━━━ Information given

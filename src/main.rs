use std::path::PathBuf;

use anyhow::{Context, Result};
use clap::{Parser, Subcommand};
use tracing::info;

use petro_ingest_lib::commands::{self, DiscoverRequest};
use petro_ingest_lib::domain::{FuelGrade, Provenance};
use petro_ingest_lib::infrastructure::config::{AppConfig, ConfigManager, PageRenderer};
use petro_ingest_lib::infrastructure::logging::{init_logging_with_config, log_system_info};

#[derive(Parser)]
#[command(name = "petro-ingest")]
#[command(about = "UK fuel price feed ingestion and resumable grocery product crawling")]
#[command(version)]
struct Cli {
    /// Configuration file path (defaults to the per-user config directory)
    #[arg(short, long)]
    config: Option<PathBuf>,

    /// Verbosity level (-v debug, -vv trace)
    #[arg(short, long, action = clap::ArgAction::Count)]
    verbose: u8,

    #[command(subcommand)]
    command: Commands,
}

#[derive(Subcommand)]
enum Commands {
    /// Fetch every retailer feed, snapshot it and store the stations
    Ingest {
        /// Rebuild the dataset from stored snapshots instead of fetching
        #[arg(long)]
        replay: bool,

        /// Snapshot root directory
        #[arg(long)]
        snapshot_dir: Option<PathBuf>,

        /// Station database URL
        #[arg(long)]
        database: Option<String>,

        /// Do not write rows to the station database
        #[arg(long)]
        no_store: bool,
    },

    /// Scrape product detail pages, resuming from the progress file
    Crawl {
        /// JSON item list produced by `discover`
        #[arg(long)]
        items: Option<PathBuf>,

        /// Output log (one JSON record per line)
        #[arg(long)]
        output: Option<PathBuf>,

        /// Progress cursor file
        #[arg(long)]
        progress: Option<PathBuf>,

        /// Concurrent workers
        #[arg(short, long)]
        workers: Option<usize>,

        /// Fetch server-rendered HTML instead of rendering in headless Chromium
        #[arg(long)]
        http: bool,
    },

    /// Collect product links from every page of an aisle
    Discover {
        /// First listing page of the aisle
        #[arg(long)]
        aisle_url: String,

        #[arg(long)]
        category: Option<String>,

        #[arg(long)]
        department: Option<String>,

        #[arg(long)]
        aisle: Option<String>,

        /// Item list to create or extend
        #[arg(long)]
        out: Option<PathBuf>,
    },

    /// List the navigation links of a category or department page
    Taxonomy {
        url: String,
    },

    /// Summarise the latest stored prices of one grade
    Report {
        /// b7, sdv, e5 or e10
        #[arg(short, long, default_value = "e10")]
        fuel: FuelGrade,

        /// Station database URL
        #[arg(long)]
        database: Option<String>,

        /// Append each source's average at every stored update time
        #[arg(long)]
        history: bool,
    },
}

fn apply_overrides(config: &mut AppConfig, cli: &Cli) {
    match cli.verbose {
        0 => {}
        1 => config.logging.level = "debug".to_string(),
        _ => config.logging.level = "trace".to_string(),
    }

    match &cli.command {
        Commands::Ingest {
            replay,
            snapshot_dir,
            database,
            no_store,
        } => {
            config.ingest.replay |= *replay;
            if let Some(dir) = snapshot_dir {
                config.ingest.snapshot_dir.clone_from(dir);
            }
            if let Some(url) = database {
                config.store.database_url.clone_from(url);
            }
            if *no_store {
                config.store.enabled = false;
            }
        }
        Commands::Crawl {
            items,
            output,
            progress,
            workers,
            http,
        } => {
            if let Some(path) = items {
                config.crawl.items_file.clone_from(path);
            }
            if let Some(path) = output {
                config.crawl.output_file.clone_from(path);
            }
            if let Some(path) = progress {
                config.crawl.progress_file.clone_from(path);
            }
            if let Some(workers) = workers {
                config.crawl.workers = *workers;
            }
            if *http {
                config.crawl.renderer = PageRenderer::Http;
            }
        }
        Commands::Report { database, .. } => {
            if let Some(url) = database {
                config.store.database_url.clone_from(url);
            }
        }
        Commands::Discover { .. } | Commands::Taxonomy { .. } => {}
    }
}

#[tokio::main]
async fn main() -> Result<()> {
    let cli = Cli::parse();

    let manager = match &cli.config {
        Some(path) => ConfigManager::with_path(path),
        None => ConfigManager::new()?,
    };
    let mut config = manager.load_config().await?;
    apply_overrides(&mut config, &cli);

    let _guard = init_logging_with_config(&config.logging).context("Failed to initialize logging")?;
    log_system_info();
    info!("Configuration: {}", manager.config_path().display());

    match cli.command {
        Commands::Ingest { .. } => {
            let outcome = commands::run_ingest(&config).await?;
            let failed = outcome.report.failed_sources().count();
            println!(
                "{} rows from {} sources ({} failed){}",
                outcome.report.dataset.len(),
                outcome.report.outcomes.len() - failed,
                failed,
                outcome
                    .stored
                    .map(|n| format!(", {} new rows stored", n))
                    .unwrap_or_default()
            );
        }
        Commands::Crawl { .. } => {
            let summary = commands::run_crawl(&config).await?;
            println!(
                "{} succeeded, {} failed, {} already done; cursor at {}",
                summary.succeeded, summary.failed, summary.skipped, summary.cursor
            );
        }
        Commands::Discover {
            aisle_url,
            category,
            department,
            aisle,
            out,
        } => {
            let request = DiscoverRequest {
                aisle_url,
                provenance: Provenance {
                    category,
                    department,
                    aisle,
                },
                out: out.unwrap_or_else(|| config.crawl.items_file.clone()),
            };
            let added = commands::run_discover(&config, &request).await?;
            println!("{} new items written to {}", added, request.out.display());
        }
        Commands::Taxonomy { url } => {
            let links = commands::list_taxonomy(&config, &url).await?;
            println!("{}", serde_json::to_string_pretty(&links)?);
        }
        Commands::Report { fuel, history, .. } => {
            print!("{}", commands::run_report(&config, fuel, history).await?);
        }
    }

    Ok(())
}
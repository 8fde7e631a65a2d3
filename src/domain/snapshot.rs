//! Snapshot file naming
//!
//! A snapshot is stored as `{slug}_{YYYY-MM-DD_HH-MM-SS}.{ext}`. Slugs never
//! contain `_`, so the first underscore always separates slug from timestamp.

use std::fmt;

use chrono::{DateTime, NaiveDateTime, Utc};
use thiserror::Error;

/// The single timestamp format used in snapshot file names (UTC)
pub const CANONICAL_TIMESTAMP_FORMAT: &str = "%Y-%m-%d_%H-%M-%S";

/// Default snapshot extension
pub const SNAPSHOT_EXTENSION: &str = "json";

/// Turn a retailer display name into a filesystem-safe token.
///
/// Lowercase ASCII alphanumerics are kept, every other run of characters
/// collapses into a single `-`, apostrophes are dropped. Empty results
/// become `unknown`.
pub fn slugify(name: &str) -> String {
    let mut slug = String::with_capacity(name.len());
    let mut pending_separator = false;

    for ch in name.chars() {
        if ch == '\'' || ch == '\u{2019}' {
            continue;
        }
        if ch.is_ascii_alphanumeric() {
            if pending_separator && !slug.is_empty() {
                slug.push('-');
            }
            pending_separator = false;
            slug.push(ch.to_ascii_lowercase());
        } else {
            pending_separator = true;
        }
    }

    if slug.is_empty() {
        "unknown".to_string()
    } else {
        slug
    }
}

fn is_slug(candidate: &str) -> bool {
    !candidate.is_empty()
        && !candidate.starts_with('-')
        && !candidate.ends_with('-')
        && candidate
            .chars()
            .all(|c| c.is_ascii_lowercase() || c.is_ascii_digit() || c == '-')
}

#[derive(Error, Debug, Clone, PartialEq, Eq)]
pub enum SnapshotNameError {
    #[error("'{0}' has no file extension")]
    MissingExtension(String),

    #[error("'{0}' has no slug/timestamp separator")]
    MissingSeparator(String),

    #[error("'{file_name}' has an invalid slug '{slug}'")]
    InvalidSlug { file_name: String, slug: String },

    #[error("'{file_name}' has an invalid timestamp: {reason}")]
    InvalidTimestamp { file_name: String, reason: String },
}

/// Parsed form of a snapshot file name
#[derive(Debug, Clone, PartialEq, Eq)]
pub struct SnapshotName {
    pub slug: String,
    pub timestamp: NaiveDateTime,
    pub extension: String,
}

impl SnapshotName {
    pub fn new(source: &str, timestamp: DateTime<Utc>) -> Self {
        Self {
            slug: slugify(source),
            timestamp: timestamp.naive_utc(),
            extension: SNAPSHOT_EXTENSION.to_string(),
        }
    }

    pub fn timestamp_utc(&self) -> DateTime<Utc> {
        self.timestamp.and_utc()
    }

    pub fn formatted_timestamp(&self) -> String {
        self.timestamp.format(CANONICAL_TIMESTAMP_FORMAT).to_string()
    }

    pub fn parse(file_name: &str) -> Result<Self, SnapshotNameError> {
        let (stem, extension) = file_name
            .rsplit_once('.')
            .filter(|(stem, ext)| !stem.is_empty() && !ext.is_empty())
            .ok_or_else(|| SnapshotNameError::MissingExtension(file_name.to_string()))?;

        let (slug, raw_timestamp) = stem
            .split_once('_')
            .ok_or_else(|| SnapshotNameError::MissingSeparator(file_name.to_string()))?;

        if !is_slug(slug) {
            return Err(SnapshotNameError::InvalidSlug {
                file_name: file_name.to_string(),
                slug: slug.to_string(),
            });
        }

        let timestamp = NaiveDateTime::parse_from_str(raw_timestamp, CANONICAL_TIMESTAMP_FORMAT)
            .map_err(|e| SnapshotNameError::InvalidTimestamp {
                file_name: file_name.to_string(),
                reason: e.to_string(),
            })?;

        Ok(Self {
            slug: slug.to_string(),
            timestamp,
            extension: extension.to_string(),
        })
    }
}

impl fmt::Display for SnapshotName {
    fn fmt(&self, f: &mut fmt::Formatter<'_>) -> fmt::Result {
        write!(f, "{}_{}.{}", self.slug, self.formatted_timestamp(), self.extension)
    }
}

#[cfg(test)]
mod tests {
    use super::*;
    use chrono::TimeZone;
    use proptest::prelude::*;

    #[test]
    fn test_slugify_retailer_names() {
        assert_eq!(slugify("Applegreen UK"), "applegreen-uk");
        assert_eq!(slugify("ASDA"), "asda");
        assert_eq!(slugify("JET Retail UK"), "jet-retail-uk");
        assert_eq!(slugify("  Motor  Fuel_Group! "), "motor-fuel-group");
        assert_eq!(slugify("Sainsbury's"), "sainsburys");
        assert_eq!(slugify("***"), "unknown");
    }

    #[test]
    fn test_snapshot_name_format() {
        let at = Utc.with_ymd_and_hms(2024, 6, 1, 9, 5, 7).unwrap();
        let name = SnapshotName::new("Motor Fuel Group", at);
        assert_eq!(name.to_string(), "motor-fuel-group_2024-06-01_09-05-07.json");
    }

    #[test]
    fn test_parse_rejects_foreign_files() {
        assert!(SnapshotName::parse("README").is_err());
        assert!(SnapshotName::parse("notes.txt").is_err());
        assert!(SnapshotName::parse("Bad Slug_2024-06-01_09-05-07.json").is_err());
        assert!(SnapshotName::parse("bp_01_06_2024_09_05_07.json").is_err());
    }

    proptest! {
        #[test]
        fn slug_is_always_filesystem_safe(name in ".{0,40}") {
            let slug = slugify(&name);
            prop_assert!(is_slug(&slug));
            prop_assert!(!slug.contains('_'));
            prop_assert!(!slug.contains('/'));
        }
    }
}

━━━━━━

**What is being asked**
Each line from the first line of the entries up to and including the line containing "record per line)" should be transcribed exactly, with all other lines left out.

**Exercise answer**
filename src/main.rs
use std::path::PathBuf;

use anyhow::{Context, Result};
use clap::{Parser, Subcommand};
use tracing::info;

use petro_ingest_lib::commands::{self, DiscoverRequest};
use petro_ingest_lib::domain::{FuelGrade, Provenance};
use petro_ingest_lib::infrastructure::config::{AppConfig, ConfigManager, PageRenderer};
use petro_ingest_lib::infrastructure::logging::{init_logging_with_config, log_system_info};

#[derive(Parser)]
#[command(name = "petro-ingest")]
#[command(about = "UK fuel price feed ingestion and resumable grocery product crawling")]
#[command(version)]
struct Cli {
    /// Configuration file path (defaults to the per-user config directory)
    #[arg(short, long)]
    config: Option<PathBuf>,

    /// Verbosity level (-v debug, -vv trace)
    #[arg(short, long, action = clap::ArgAction::Count)]
    verbose: u8,

    #[command(subcommand)]
    command: Commands,
}

#[derive(Subcommand)]
enum Commands {
    /// Fetch every retailer feed, snapshot it and store the stations
    Ingest {
        /// Rebuild the dataset from stored snapshots instead of fetching
        #[arg(long)]
        replay: bool,

        /// Snapshot root directory
        #[arg(long)]
        snapshot_dir: Option<PathBuf>,

        /// Station database URL
        #[arg(long)]
        database: Option<String>,

        /// Do not write rows to the station database
        #[arg(long)]
        no_store: bool,
    },

    /// Scrape product detail pages, resuming from the progress file
    Crawl {
        /// JSON item list produced by `discover`
        #[arg(long)]
        items: Option<PathBuf>,

        /// Output log (one JSON record per line)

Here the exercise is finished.